● INSTRUCTIONS FOR THE TASK:
Return, unaltered, every line from the beginning of the material below up to and including the one with "use super::checks;".

——

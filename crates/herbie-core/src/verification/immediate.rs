//! One-shot verification for scripted runs.

use herbie_protocols::{
    ElementRef, ElementState, Page, PageError, PageTarget, Verification, VerificationResult,
    VerifyOperator,
};

use super::checks;

/// Evaluate `verification` once against the current page.
///
/// `element` is the resolved locator target, if any. Page errors become
/// failed results.
pub async fn verify(
    page: &dyn Page,
    verification: &Verification,
    element: Option<ElementRef>,
) -> VerificationResult {
    match evaluate(page, verification, element).await {
        Ok(result) => result,
        Err(e) => VerificationResult::fail(format!("Verification failed: {e}")),
    }
}

async fn evaluate(
    page: &dyn Page,
    verification: &Verification,
    element: Option<ElementRef>,
) -> Result<VerificationResult, PageError> {
    match verification {
        Verification::Text {
            operator, expected, ..
        } => {
            let Some(el) = element else {
                return Ok(VerificationResult::fail("Element not found for text verification"));
            };
            let actual = page.inner_text(el).await?.trim().to_string();
            Ok(judge("Text", "text", *operator, expected, actual))
        }
        Verification::Attribute {
            attribute,
            operator,
            expected,
            ..
        } => {
            let Some(el) = element else {
                return Ok(VerificationResult::fail(format!(
                    "Element not found for {attribute} verification"
                )));
            };
            let actual = checks::attribute_value(page, el, *attribute).await?;
            let name = attribute.as_str();
            Ok(judge(name, name, *operator, expected, actual))
        }
        Verification::State { state, .. } => state_once(page, *state, element).await,
        Verification::Page {
            target,
            operator,
            expected,
        } => {
            let actual = checks::page_value(page, *target).await?;
            let (subject, noun) = match target {
                PageTarget::Title => ("Page title", "title"),
                PageTarget::Url => ("URL", "URL"),
            };
            Ok(judge(subject, noun, *operator, expected, actual))
        }
    }
}

async fn state_once(
    page: &dyn Page,
    state: ElementState,
    element: Option<ElementRef>,
) -> Result<VerificationResult, PageError> {
    let el = match element {
        Some(el) if checks::connected(page, el).await => el,
        _ if state == ElementState::Hidden => {
            return Ok(VerificationResult::pass(
                "State verification passed: element is hidden (not in DOM)",
            ));
        }
        _ => return Ok(VerificationResult::fail("Element not found for state verification")),
    };

    let holds = match state {
        ElementState::Visible => page.visibility(el).await?.is_visible(),
        ElementState::Hidden => !page.visibility(el).await?.is_visible(),
        ElementState::Enabled => !checks::is_truthy(page, el, "disabled").await?,
        ElementState::Disabled => checks::is_true(page, el, "disabled").await?,
        ElementState::Checked => checks::is_true(page, el, "checked").await?,
    };

    Ok(if holds {
        VerificationResult::pass(format!("Verification passed: Element is {state}"))
    } else {
        VerificationResult::fail(format!("Verification failed: Element is not {state}"))
    })
}

fn judge(
    subject: &str,
    noun: &str,
    operator: VerifyOperator,
    expected: &str,
    actual: String,
) -> VerificationResult {
    let op = checks::spaced(operator);
    let result = match operator.matches(&actual, expected) {
        None => VerificationResult::fail(format!("Unknown operator: {operator}")),
        Some(true) => VerificationResult::pass(format!(
            "Verification passed: {subject} {op} \"{expected}\""
        )),
        Some(false) => VerificationResult::fail(format!(
            "Verification failed: Expected {noun} to {op} \"{expected}\", got \"{actual}\""
        )),
    };
    result.with_actual(actual)
}
//! Line tokenizer and statement builder.

use std::sync::LazyLock;

use herbie_protocols::Command;
use herbie_protocols::command::IN as IN_TOKEN;
use regex::Regex;
use tracing::warn;

use super::verify;

static TOKEN: LazyLock<Regex> = LazyLock::new(|| {
    Regex::new(r#"\w+|'[^']+'|"[^"]+"|\{\{(.*?)\}\}|\*|:"#).expect("token pattern")
});

static BULLET_PART: LazyLock<Regex> =
    LazyLock::new(|| Regex::new(r"\*[^:]+|:.+").expect("bullet pattern"));

pub(crate) fn tokenize(line: &str) -> Vec<&str> {
    TOKEN.find_iter(line).map(|m| m.as_str()).collect()
}

/// `* Field: value` becomes `type value in Field`.
///
/// Returns `None` when the line is not a well-formed bullet, in which case it
/// is tokenized like any other line.
pub(crate) fn parse_bullet(trimmed: &str) -> Option<Vec<String>> {
    if !trimmed.starts_with('*') {
        return None;
    }
    let parts: Vec<&str> = BULLET_PART.find_iter(trimmed).map(|m| m.as_str()).collect();
    if parts.len() < 2 {
        return None;
    }
    // Both prefixes are single ASCII bytes.
    let field = parts[0][1..].trim();
    let value = parts[1][1..].trim();
    Some(vec![
        "type".to_string(),
        value.to_string(),
        IN_TOKEN.to_string(),
        field.to_string(),
    ])
}

/// Fill `cmd.code` from the tokens of its source line.
pub(crate) fn parse_statement(tokens: &[&str], cmd: &mut Command) {
    let mut unparsed_verify = false;
    let mut j = 0;

    while j < tokens.len() {
        let token = tokens[j];
        j += 1;

        if token.starts_with(['{', '"', '\'']) {
            cmd.code.push(token.to_string());
            continue;
        }

        let candidate = token.to_lowercase();
        match candidate.as_str() {
            "click" => {
                cmd.code.push(candidate);
                cmd.code.push(IN_TOKEN.to_string());
            }
            "wait" => {
                cmd.code.push(candidate);
                if let Some(duration) = tokens.get(j) {
                    cmd.code.push((*duration).to_string());
                    j += 1;
                }
            }
            "type" | "capture" | "test" | "open" | "switch" | "navigate" | "press" | "select"
            | "under" | "mouseover" => cmd.code.push(candidate),
            "button" | "close" | "autocomplete" | "ok" | "save" => cmd.code.push(candidate),
            "on" | "in" | "into" => {
                if cmd.code.last().is_some_and(|t| t != IN_TOKEN) {
                    cmd.code.push(IN_TOKEN.to_string());
                }
            }
            "verify" => {
                if let Some(parsed) = verify::parse_verification(&cmd.src) {
                    parsed.apply(cmd);
                    return;
                }
                warn!(src = %cmd.src, "Could not parse verification statement");
                verify::apply_fallback(cmd);
                unparsed_verify = true;
            }
            _ => {}
        }
    }

    if unparsed_verify && cmd.in_index().is_none() {
        cmd.code.push(IN_TOKEN.to_string());
    }
}

#[cfg(test)]
mod tests {
    use super::*;

    fn codes(line: &str) -> Vec<String> {
        let mut cmd = Command::new(0, line.trim(), 5000);
        parse_statement(&tokenize(line.trim()), &mut cmd);
        cmd.code
    }

    #[test]
    fn test_tokenize_keeps_quoted_literals() {
        assert_eq!(
            tokenize(r#"type "Bob Smith" into 'first name'"#),
            vec!["type", "\"Bob Smith\"", "into", "'first name'"]
        );
        assert_eq!(tokenize("click {{button}}"), vec!["click", "{{button}}"]);
    }

    #[test]
    fn test_click_collapses_connectives() {
        assert_eq!(codes("Click on 'Submit'"), vec!["click", "in", "'Submit'"]);
        assert_eq!(codes("click in into 'x'"), vec!["click", "in", "'x'"]);
    }

    #[test]
    fn test_type_into_field() {
        assert_eq!(
            codes("type 'Bob' in 'firstname'"),
            vec!["type", "'Bob'", "in", "'firstname'"]
        );
    }

    #[test]
    fn test_leading_connective_is_dropped() {
        assert_eq!(codes("in 'x' click"), vec!["'x'", "click", "in"]);
        assert!(codes("on").is_empty());
    }

    #[test]
    fn test_wait_takes_operand_verbatim() {
        assert_eq!(codes("wait 2000"), vec!["wait", "2000"]);
        assert_eq!(codes("Wait Soon"), vec!["wait", "Soon"]);
    }

    #[test]
    fn test_unknown_words_dropped() {
        assert_eq!(codes("please click the big button"), vec!["click", "in", "button"]);
        assert!(codes("hello world").is_empty());
    }

    #[test]
    fn test_bullet() {
        assert_eq!(
            parse_bullet("* First Name: Bob Smith").unwrap(),
            vec!["type", "Bob Smith", "in", "First Name"]
        );
        assert_eq!(parse_bullet("* no colon here"), None);
        assert_eq!(parse_bullet("type 'a'"), None);
    }

    #[test]
    fn test_unparsed_verify_appends_in() {
        assert_eq!(codes("verify 'Thanks'"), vec!["verify", "'Thanks'", "in"]);
        assert_eq!(
            codes("verify 'Thanks' on '#msg'"),
            vec!["verify", "'Thanks'", "in", "'#msg'"]
        );
    }

    #[test]
    fn test_matched_verify_is_final() {
        assert_eq!(
            codes(r##"verify text equals "Welcome" in "#header""##),
            vec!["verify", "\"Welcome\"", "in", "\"#header\""]
        );
        assert_eq!(
            codes(r#"verify title contains "Dashboard""#),
            vec!["verify", "\"Dashboard\""]
        );
    }
}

——

● FINISHED EXERCISE:
filename crates/herbie-core/src/verification/immediate.rs
//! One-shot verification for scripted runs.

use herbie_protocols::{
    ElementRef, ElementState, Page, PageError, PageTarget, Verification, VerificationResult,
    VerifyOperator,
};

use super::checks;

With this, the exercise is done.